━━ STUDY MATERIAL ━━

#[derive(Default)]
struct Shared {
    listeners: ListenerRegistry,
    /// Addresses already reported during the current scan
    reported: Mutex<HashSet<String>>,
    allow_duplicates: AtomicBool,
    scanning: AtomicBool,
}

impl Shared {
    fn report_discovery(&self, handle: PeripheralHandle) {
        if !self.scanning.load(Ordering::SeqCst) {
            return;
        }
        if !self.allow_duplicates.load(Ordering::SeqCst)
            && !self.reported.lock().insert(handle.id.clone())
        {
            return;
        }
        self.listeners.emit(RadioEvent::PeripheralDiscovered { handle });
    }

    fn report_scan_stopped(&self) {
        if self.scanning.swap(false, Ordering::SeqCst) {
            self.listeners.emit(RadioEvent::ScanStopped);
        }
    }
}

pub struct BtleplugBridge {
    radio: tokio::sync::Mutex<Option<Radio>>,
    shared: Arc<Shared>,
    event_pump: Mutex<Option<JoinHandle<()>>>,
    scan_timer: Mutex<Option<JoinHandle<()>>>,
    notification_pumps: Mutex<HashMap<String, JoinHandle<()>>>,
}

impl BtleplugBridge {
    pub fn new() -> Self {
        Self {
            radio: tokio::sync::Mutex::new(None),
            shared: Arc::new(Shared::default()),
            event_pump: Mutex::new(None),
            scan_timer: Mutex::new(None),
            notification_pumps: Mutex::new(HashMap::new()),
        }
    }

    async fn adapter(&self) -> Result<Adapter, BridgeError> {
        self.radio
            .lock()
            .await
            .as_ref()
            .map(|radio| radio.adapter.clone())
            .ok_or_else(|| BridgeError::Unavailable("radio not started".to_string()))
    }

    async fn peripheral(&self, address: &str) -> Result<Peripheral, BridgeError> {
        let adapter = self.adapter().await?;
        let peripherals = adapter.peripherals().await.map_err(platform_error)?;
        peripherals
            .into_iter()
            .find(|p| p.address().to_string().eq_ignore_ascii_case(address))
            .ok_or_else(|| BridgeError::PeripheralNotFound(address.to_string()))
    }

    async fn characteristic(
        &self,
        peripheral: &Peripheral,
        service_id: &str,
        characteristic_id: &str,
    ) -> Result<Characteristic, BridgeError> {
        let service = parse_uuid(service_id)?;
        let uuid = parse_uuid(characteristic_id)?;
        peripheral
            .characteristics()
            .into_iter()
            .find(|c| c.uuid == uuid && c.service_uuid == service)
            .ok_or_else(|| BridgeError::CharacteristicNotFound {
                service_id: service_id.to_string(),
                characteristic_id: characteristic_id.to_string(),
            })
    }

    /// Forward the peripheral's notifications until its stream ends.
    async fn ensure_notification_pump(
        &self,
        address: &str,
        peripheral: &Peripheral,
    ) -> Result<(), BridgeError> {
        if let Some(pump) = self.notification_pumps.lock().get(address) {
            if !pump.is_finished() {
                return Ok(());
            }
        }

        let mut stream = peripheral.notifications().await.map_err(platform_error)?;
        let characteristics = peripheral.characteristics();
        let shared = self.shared.clone();
        let owner = address.to_string();

        let handle = tokio::spawn(async move {
            while let Some(notification) = stream.next().await {
                let service_id = characteristics
                    .iter()
                    .find(|c| c.uuid == notification.uuid)
                    .map(|c| c.service_uuid.to_string())
                    .unwrap_or_default();
                shared.listeners.emit(RadioEvent::CharacteristicValueChanged {
                    address: owner.clone(),
                    service_id,
                    characteristic_id: notification.uuid.to_string(),
                    value: notification.value,
                });
            }
            debug!(address = %owner, "notification stream ended");
        });

        if let Some(old) = self
            .notification_pumps
            .lock()
            .insert(address.to_string(), handle)
        {
            old.abort();
        }
        Ok(())
    }

    fn stop_notification_pump(&self, address: &str) {
        if let Some(pump) = self.notification_pumps.lock().remove(address) {
            pump.abort();
        }
    }
}

impl Default for BtleplugBridge {
    fn default() -> Self {
        Self::new()
    }
}

impl Drop for BtleplugBridge {
    fn drop(&mut self) {
        if let Some(pump) = self.event_pump.lock().take() {
            pump.abort();
        }
        if let Some(timer) = self.scan_timer.lock().take() {
            timer.abort();
        }
        for (_, pump) in self.notification_pumps.lock().drain() {
            pump.abort();
        }
    }
}

async fn handle_for(adapter: &Adapter, id: &PeripheralId) -> Option<PeripheralHandle> {
    let peripheral = adapter.peripheral(id).await.ok()?;
    let properties = peripheral.properties().await.ok().flatten();
    let address = peripheral.address().to_string();

    let name = properties.as_ref().and_then(|p| p.local_name.clone());
    let mut handle = PeripheralHandle::new(address, name.as_deref());
    if let Some(rssi) = properties.and_then(|p| p.rssi) {
        handle = handle.with_rssi(rssi);
    }
    Some(handle)
}

async fn pump_central_events(adapter: Adapter, shared: Arc<Shared>) {
    let mut events = match adapter.events().await {
        Ok(events) => events,
        Err(e) => {
            warn!(error = %e, "cannot subscribe to adapter events");
            return;
        }
    };

    while let Some(event) = events.next().await {
        match event {
            // Names often arrive in a later advertisement, so updates count too
            CentralEvent::DeviceDiscovered(id) | CentralEvent::DeviceUpdated(id) => {
                if let Some(handle) = handle_for(&adapter, &id).await {
                    if handle.name.is_some() {
                        shared.report_discovery(handle);
                    }
                }
            }
            CentralEvent::DeviceDisconnected(id) => {
                if let Some(handle) = handle_for(&adapter, &id).await {
                    debug!(peripheral = %handle.id, "peripheral disconnected");
                    shared
                        .listeners
                        .emit(RadioEvent::PeripheralDisconnected { handle });
                }
            }
            _ => {}
        }
    }
    debug!("adapter event stream ended");
}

━━━

TASK DETAILS: State how many lines in the records above contain the word "owner". Write the number alone.

YOUR RESPONSE: 3